[Neurons] 2008 Philosopher's Series #5

Charles DesJardins charles.desjardins at sbcglobal.net
Fri Jul 11 01:09:08 EDT 2008


Charles DesJardins



The Philosopher's Series #5



July 11, 2008





PLATO AND NEURO-SEMANTICS



Who is Plato? The British philosopher and mathematician Alfred White
Northhead stated that, "the history of Western philosophy is only a series
of footnotes to Plato." Ralph Waldo Emerson said, "Plato is philosophy, and
philosophy is Plato." Plato spent eight years as a student of Socrates.
Plato is the philosopher who recorded the story of Socrates death. After the
death of his teacher (Plato was 28 years of age at the time) and mentor
Socrates, Plato left Athens and traveled to Egypt and Italy and spent some
time studying under the instruction of Pythagoras (some of you may know
Pythagoras from the Pythagorean theorem; that is to say, the study of
geometry) and acted as an adviser to a ruling family of Syracuse. After
doing this for several years Plato came back to Athens and started his own
school of philosophy called The Academy.



Plato continued in some of the philosophies of Socrates, especially the
dialectic style of Socrates. Plato also added more dimension to the
philosophies of Socrates because of his interest in mathematics and the
relationship he saw between truth, knowledge, and mathematics.

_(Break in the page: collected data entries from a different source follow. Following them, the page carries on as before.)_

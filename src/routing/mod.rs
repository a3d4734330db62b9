//! Routing subsystem.
//!
//! # Data Flow
//! ```text
//! Incoming Request (method, path)
//!     → router.rs (route lookup by method)
//!     → matcher.rs (segment-wise pattern match, parameter capture)
//!     → Return: matched RouteEntry + params, or NoMatch (404)
//!
//! Route Compilation (at startup):
//!     enabled service names
//!     → services catalogue (RouteEntry per operation)
//!     → reject duplicate (method, shape) pairs
//!     → sort by specificity (literal segment count)
//!     → freeze as immutable RouteTable
//! ```
//!
//! # Design Decisions
//! - Routes compiled at startup, immutable at runtime
//! - No regex in hot path
//! - Deterministic: most literal segments wins, ties broken by pattern text

pub mod matcher;
pub mod router;

use axum::http::{Method, StatusCode};

use crate::http::request::ContentKind;
use crate::models::communication::PayloadKind;
use crate::services::Operation;

pub use matcher::{PathPattern, PatternError};
pub use router::{RouteError, RouteMatch, RouteTable};

/// What a route expects as request body.
#[derive(Debug, Clone, Copy, PartialEq, Eq)]
pub enum BodyPolicy {
    /// No body is read.
    None,
    /// `application/json` only.
    Json(PayloadKind),
    /// `application/json` or `multipart/related`.
    JsonOrMultipart(PayloadKind),
}

impl BodyPolicy {
    pub fn payload_kind(&self) -> Option<PayloadKind> {
        match self {
            BodyPolicy::None => None,
            BodyPolicy::Json(kind) | BodyPolicy::JsonOrMultipart(kind) => Some(*kind),
        }
    }

    pub fn accepts(&self, kind: ContentKind) -> bool {
        match self {
            BodyPolicy::None => false,
            BodyPolicy::Json(_) => kind == ContentKind::SinglePart,
            BodyPolicy::JsonOrMultipart(_) => true,
        }
    }
}

/// Where a matched request goes.
#[derive(Debug, Clone, Copy, PartialEq, Eq)]
pub enum RouteTarget {
    /// Delegated to the operation handler.
    Operation(Operation),
    /// Not implemented; answered with `200 {}`.
    Stub,
    /// Service index; answered with a plain-text greeting.
    Index,
}

/// One entry of the route table.
#[derive(Debug, Clone)]
pub struct RouteEntry {
    /// Operation name used in logs and metrics.
    pub name: &'static str,
    pub method: Method,
    pub pattern: PathPattern,
    pub body: BodyPolicy,
    /// Success status whose payload is written as `multipart/related`.
    pub multipart_status: Option<StatusCode>,
    pub target: RouteTarget,
}
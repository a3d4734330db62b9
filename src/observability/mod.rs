//! Observability subsystem.
//!
//! # Data Flow
//! ```text
//! All subsystems produce:
//!     → logging.rs (structured log events)
//!     → metrics.rs (counters, gauges, histograms)
//!
//! Consumers:
//!     → stdout (tracing-subscriber fmt layer)
//!     → Metrics endpoint (Prometheus scrape)
//! ```
//!
//! # Design Decisions
//! - Request ID flows through the SBI layer (`x-request-id`)
//! - Metrics are cheap (atomic increments)

pub mod logging;
pub mod metrics;
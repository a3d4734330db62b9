//! AMF service shell: SBI dispatch, NRF registration, signaling listener
//! and ordered shutdown.

// Core subsystems
pub mod config;
pub mod http;
pub mod models;
pub mod net;
pub mod routing;
pub mod services;

// External peers
pub mod registry;
pub mod signaling;

// Cross-cutting concerns
pub mod lifecycle;
pub mod observability;

pub use config::schema::NfConfig;
pub use lifecycle::{Nf, RunningNf, Shutdown};
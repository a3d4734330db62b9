//! TCP listener implementation with backpressure.
//!
//! # Responsibilities
//! - Bind to a signaling address
//! - Accept incoming TCP connections
//! - Enforce the peer limit via semaphore

use std::net::SocketAddr;
use std::sync::Arc;
use tokio::net::{TcpListener, TcpStream};
use tokio::sync::{OwnedSemaphorePermit, Semaphore};

/// Error type for listener operations.
#[derive(Debug)]
pub enum ListenerError {
    /// Failed to bind to address.
    Bind(SocketAddr, std::io::Error),
    /// Failed to accept connection.
    Accept(std::io::Error),
    /// The connection limit was closed; no further accepts are possible.
    Closed,
}

impl std::fmt::Display for ListenerError {
    fn fmt(&self, f: &mut std::fmt::Formatter<'_>) -> std::fmt::Result {
        match self {
            ListenerError::Bind(addr, e) => write!(f, "Failed to bind {}: {}", addr, e),
            ListenerError::Accept(e) => write!(f, "Failed to accept: {}", e),
            ListenerError::Closed => write!(f, "Listener closed"),
        }
    }
}

impl std::error::Error for ListenerError {}

/// A bounded TCP listener that limits concurrent connections.
///
/// When the limit is reached, new connections wait in the kernel backlog
/// until a slot becomes available.
pub struct Listener {
    inner: TcpListener,
    connection_limit: Arc<Semaphore>,
    max_connections: usize,
}

impl Listener {
    pub async fn bind(addr: SocketAddr, max_connections: usize) -> Result<Self, ListenerError> {
        let listener = TcpListener::bind(addr).await.map_err(|e| ListenerError::Bind(addr, e))?;
        let local_addr = listener.local_addr().map_err(|e| ListenerError::Bind(addr, e))?;

        tracing::info!(
            address = %local_addr,
            max_connections,
            "Listener bound"
        );

        Ok(Self {
            inner: listener,
            connection_limit: Arc::new(Semaphore::new(max_connections)),
            max_connections,
        })
    }

    /// Accept a new connection, respecting the connection limit.
    ///
    /// Returns the stream and a permit that must be held for the connection's lifetime.
    pub async fn accept(&self) -> Result<(TcpStream, SocketAddr, ConnectionPermit), ListenerError> {
        let permit = self
            .connection_limit
            .clone()
            .acquire_owned()
            .await
            .map_err(|_| ListenerError::Closed)?;

        let (stream, addr) = self.inner.accept().await.map_err(ListenerError::Accept)?;

        tracing::debug!(
            peer_addr = %addr,
            available_permits = self.connection_limit.available_permits(),
            "Connection accepted"
        );

        Ok((stream, addr, ConnectionPermit { _permit: permit }))
    }

    pub fn local_addr(&self) -> Result<SocketAddr, std::io::Error> {
        self.inner.local_addr()
    }

    pub fn available_permits(&self) -> usize {
        self.connection_limit.available_permits()
    }

    pub fn max_connections(&self) -> usize {
        self.max_connections
    }
}

/// A permit representing a connection slot.
///
/// When dropped, the slot is released, even if the connection worker panics.
#[derive(Debug)]
pub struct ConnectionPermit {
    _permit: OwnedSemaphorePermit,
}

It has been
said that over the archway to the entrance of the Academy that Plato wrote,
'Let no one enter without geometry.'



The death of Socrates had a dramatic affect on the philosophy of Plato.
Plato came to believe that Socrates ultimate death sentence was the result
of a state (the city states) that was ruled by the many, and not a state
ruled by the wisest. This belief set the frames and states for most of
Plato's philosophical thoughts. Plato devised philosophic assumptions about
politics, truth, and the being of man through the frame of the pain of
losing a dear friend, a friend that was put to death by those who did not
understand or know political philosophy, truth philosophy (metaphysics,
axiology and epistemology), and the philosophy of the nature of man. The
next four articles will look at each of these philosophies and their
Neuro-Semantic equivalents or with Neuro-Semantic insights.



Plato and the Formation of His Frames



Plato saw a group mob who did not have the intelligence to decide the fate
of his friend Socrates. This picture that may have been in his head (for
Plato did use metaphor and visual language) was that this mob of people was
only concerned with their own good and that they did not have the knowledge
to rule a state. Plato wrote and believed that a state run by the many could
not produce the good human being and that the good human being would find
life impossible living in such a state. Maslow held similar ideas. He
believed that good people (self-actualizing) were needed to have a good
world, and a good world was needed to produce the good people
(self-actualizing).



What frames did Plato and Maslow bring to their philosophies of culture?
Plato brought the death of his teacher into his frame as he developed his
philosophy and Maslow saw the killing and the destruction of life and
property in the second World War leading him to believe the world needed
good people and that good people needed a good world. In both Maslow and
Plato we see into the Matrix of their mind, the matrix of others, the matrix
of the world, the matrix of power; and in the case of Plato who believed
that the king should be a philosopher and the philosopher should be king,
maybe the matrix of self. We never leave home without them!



Dialectics - The Art of Questioning



As Plato set out to establish his philosophy, his methods of insight were
metaphors and dialectics. Socrates used dialectics in his search for truth
and to this day that form of questioning is known as the Socratic Method.
Plato also used the dialectical method for finding truth. Dialectics has
different meanings and the meaning of dialectics has changed as the ages,
the cultures, the social systems, and language has changed. The way Plato
used dialectics for finding truth was to ask questions. At times his
questions aimed to direct attention to opposites. If someone claimed to have
truth (that is, turned meaning and process into nouns and static events)
Plato would find a counter example to his or her truth. The method of
question and answer sounds all too familiar with the questioning and
Meta-Questioning of Neuro-Semantics and particularly Meta-Coaching.



When the coach or Neuro-Semantic Practitioner works with a client, he or she
uses questions to bring reflection, to bring insight, and to have the client
go inside and self-reflexively identify and question meanings. Plato could
be considered one of the first cognitive psychologists who when confronted
with cognitive distortions would ask, and not tell. A client states, "I
can't do that." Instead of a statement about that statement, "Oh yes you
can, you have the ego strength to do that," the Meta-Coach asks a question
to have the client elicit his or her own responses. "Oh, you can't?" "What
if you could? What would happen?"



There is not a full correlation between the reason of dialectics or
questioning by Plato and the Meta-Questions of Meta-Coaching. Plato asked
questions to find truth, what is beauty, what is justice, what is courage?
The Meta-Coach uses questions for the client to find the resources needed to
live his or her truth, to use or update his or her map. But, the art of
questioning started with Socrates and onward from Plato.